*Saved entries*.
+ + +

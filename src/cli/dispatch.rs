//! Command dispatch
//!
//! Parsing yields a [`Cli`]; a fixed, ordered list of rules then decides what
//! to print. The first rule that matches ends processing. Nothing here
//! terminates the process: the binary turns the returned [`Outcome`] into
//! output and an exit code.

use std::ffi::OsString;
use std::io::{self, Write};
use std::process::ExitCode;

use clap::{CommandFactory, Parser};
use tracing::debug;

use crate::cli::args::Cli;

/// Result of a single invocation
#[derive(Debug, Clone, PartialEq, Eq)]
pub enum Outcome {
    /// Write `text` to stdout, then exit with `code`
    Printed { text: String, code: u8 },
    /// Write `text` to stderr, then exit with `code`
    Failed { text: String, code: u8 },
}

impl Outcome {
    fn printed(text: impl Into<String>) -> Self {
        Outcome::Printed {
            text: text.into(),
            code: 0,
        }
    }

    pub fn exit_code(&self) -> u8 {
        match self {
            Outcome::Printed { code, .. } | Outcome::Failed { code, .. } => *code,
        }
    }

    pub fn text(&self) -> &str {
        match self {
            Outcome::Printed { text, .. } | Outcome::Failed { text, .. } => text,
        }
    }

    /// Write the outcome to the standard streams and return the exit code.
    pub fn emit(self) -> ExitCode {
        let (written, code) = match self {
            Outcome::Printed { text, code } => (writeln!(io::stdout().lock(), "{text}"), code),
            Outcome::Failed { text, code } => (writeln!(io::stderr().lock(), "{text}"), code),
        };

        match written {
            Ok(()) => ExitCode::from(code),
            Err(_) => ExitCode::FAILURE,
        }
    }
}

/// Per-invocation state shared with the rules
pub struct Context {
    help: String,
}

impl Context {
    pub fn new() -> Self {
        let help = Cli::command().render_help().to_string();
        Self {
            help: help.trim_end().to_string(),
        }
    }

    /// Rendered help/usage text
    pub fn help(&self) -> &str {
        &self.help
    }
}

impl Default for Context {
    fn default() -> Self {
        Self::new()
    }
}

type Rule = fn(&Cli, &Context) -> Option<Outcome>;

/// Evaluated in order; `--version` outranks everything else.
const RULES: &[(&str, Rule)] = &[
    ("version requested", version_requested),
    ("help requested", help_requested),
    ("no subcommand", no_subcommand),
];

fn version_requested(cli: &Cli, _ctx: &Context) -> Option<Outcome> {
    cli.version.then(|| Outcome::printed(crate::get_version(None)))
}

fn help_requested(cli: &Cli, ctx: &Context) -> Option<Outcome> {
    cli.help.then(|| Outcome::printed(ctx.help()))
}

fn no_subcommand(cli: &Cli, ctx: &Context) -> Option<Outcome> {
    cli.command.is_none().then(|| Outcome::printed(ctx.help()))
}

/// Parse `args` (program name first) and decide the outcome.
pub fn dispatch<I, T>(args: I) -> Outcome
where
    I: IntoIterator<Item = T>,
    T: Into<OsString> + Clone,
{
    let cli = match Cli::try_parse_from(args) {
        Ok(cli) => cli,
        Err(e) => return parse_error(e),
    };
    let ctx = Context::new();

    for (name, rule) in RULES {
        if let Some(outcome) = rule(&cli, &ctx) {
            debug!("Matched rule: {}", name);
            return outcome;
        }
    }

    match cli.command {
        Some(command) => match command {},
        None => Outcome::printed(ctx.help()),
    }
}

fn parse_error(e: clap::Error) -> Outcome {
    let text = e.render().to_string().trim_end().to_string();
    let code = u8::try_from(e.exit_code()).unwrap_or(1);

    if e.use_stderr() {
        Outcome::Failed { text, code }
    } else {
        Outcome::Printed { text, code }
    }
}
//! Cargo install manifest fixtures

use tempfile::TempDir;

const CRATES_IO: &str = "registry+https://github.com/rust-lang/crates.io-index";

/// Create a temporary cargo home whose `.crates2.json` records `packages`
/// as `(name, version)` pairs installed from crates.io.
pub fn cargo_home_with(packages: &[(&str, &str)]) -> TempDir {
    let dir = TempDir::new().unwrap();
    let installs: serde_json::Map<String, serde_json::Value> = packages
        .iter()
        .map(|(name, version)| {
            (
                format!("{name} {version} ({CRATES_IO})"),
                serde_json::json!({ "bins": [name], "profile": "release" }),
            )
        })
        .collect();
    let manifest = serde_json::json!({ "installs": installs });

    std::fs::write(
        dir.path().join(".crates2.json"),
        serde_json::to_string_pretty(&manifest).unwrap(),
    )
    .unwrap();
    dir
}

/// Create a temporary cargo home whose `.crates2.json` holds `content` verbatim.
pub fn cargo_home_with_raw(content: &str) -> TempDir {
    let dir = TempDir::new().unwrap();
    std::fs::write(dir.path().join(".crates2.json"), content).unwrap();
    dir
}
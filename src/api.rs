//! Public library surface

use crate::config::Config;
use crate::metadata::default_provider;
use crate::metadata::resolver::{DEFAULT_DISTRIBUTION, VersionResolver};

/// Return the installed version of a distribution.
///
/// `None` queries this package itself. Never fails: when no metadata source
/// knows the distribution the result is `"0.0.0"`.
///
/// ```
/// assert_eq!(chatboteval::get_version(Some("surely-not-installed-anywhere")), "0.0.0");
/// ```
pub fn get_version(dist_name: Option<&str>) -> String {
    let config = Config::from_env();
    let resolver = VersionResolver::new(default_provider(config.cargo_home));
    resolver.resolve(dist_name.unwrap_or(DEFAULT_DISTRIBUTION))
}
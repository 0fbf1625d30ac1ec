//! chatboteval: command-line scaffold and installed-version lookup
//!
//! [`get_version`] is the stable entry point; the remaining modules back the
//! `chatboteval` binary.

pub mod api;
pub mod cli;
pub mod config;
pub mod logging;
pub mod metadata;

pub use api::get_version;
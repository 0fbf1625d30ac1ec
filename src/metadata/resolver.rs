//! Version resolution with a fixed fallback
//!
//! A lookup miss or a broken metadata source never reaches the caller: the
//! resolver answers with [`FALLBACK_VERSION`] instead.

use tracing::{debug, warn};

use crate::metadata::error::MetadataError;
use crate::metadata::provider::MetadataProvider;

/// Version reported when no metadata source knows the distribution
pub const FALLBACK_VERSION: &str = "0.0.0";

/// Distribution queried when the caller does not name one
pub const DEFAULT_DISTRIBUTION: &str = env!("CARGO_PKG_NAME");

/// Resolves installed versions through an injected metadata provider
pub struct VersionResolver<P> {
    provider: P,
}

impl<P: MetadataProvider> VersionResolver<P> {
    pub fn new(provider: P) -> Self {
        Self { provider }
    }

    /// Returns the installed version of `dist_name`, or [`FALLBACK_VERSION`].
    pub fn resolve(&self, dist_name: &str) -> String {
        match self.provider.lookup(dist_name) {
            Ok(version) => {
                debug!("Resolved {} to {}", dist_name, version);
                version
            }
            Err(MetadataError::NotFound(_)) => {
                debug!(
                    "{} is not installed, using {}",
                    dist_name, FALLBACK_VERSION
                );
                FALLBACK_VERSION.to_string()
            }
            Err(e) => {
                warn!(
                    "Metadata lookup for {} failed, using {}: {}",
                    dist_name, FALLBACK_VERSION, e
                );
                FALLBACK_VERSION.to_string()
            }
        }
    }

    /// Returns the installed version of [`DEFAULT_DISTRIBUTION`].
    pub fn resolve_default(&self) -> String {
        self.resolve(DEFAULT_DISTRIBUTION)
    }
}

+ + +

*Task objective*. Filter the entries above and return only the lines holding "Returns".

*Task response*.
    /// Returns the installed version of `dist_name`, or [`FALLBACK_VERSION`].
    /// Returns the installed version of [`DEFAULT_DISTRIBUTION`].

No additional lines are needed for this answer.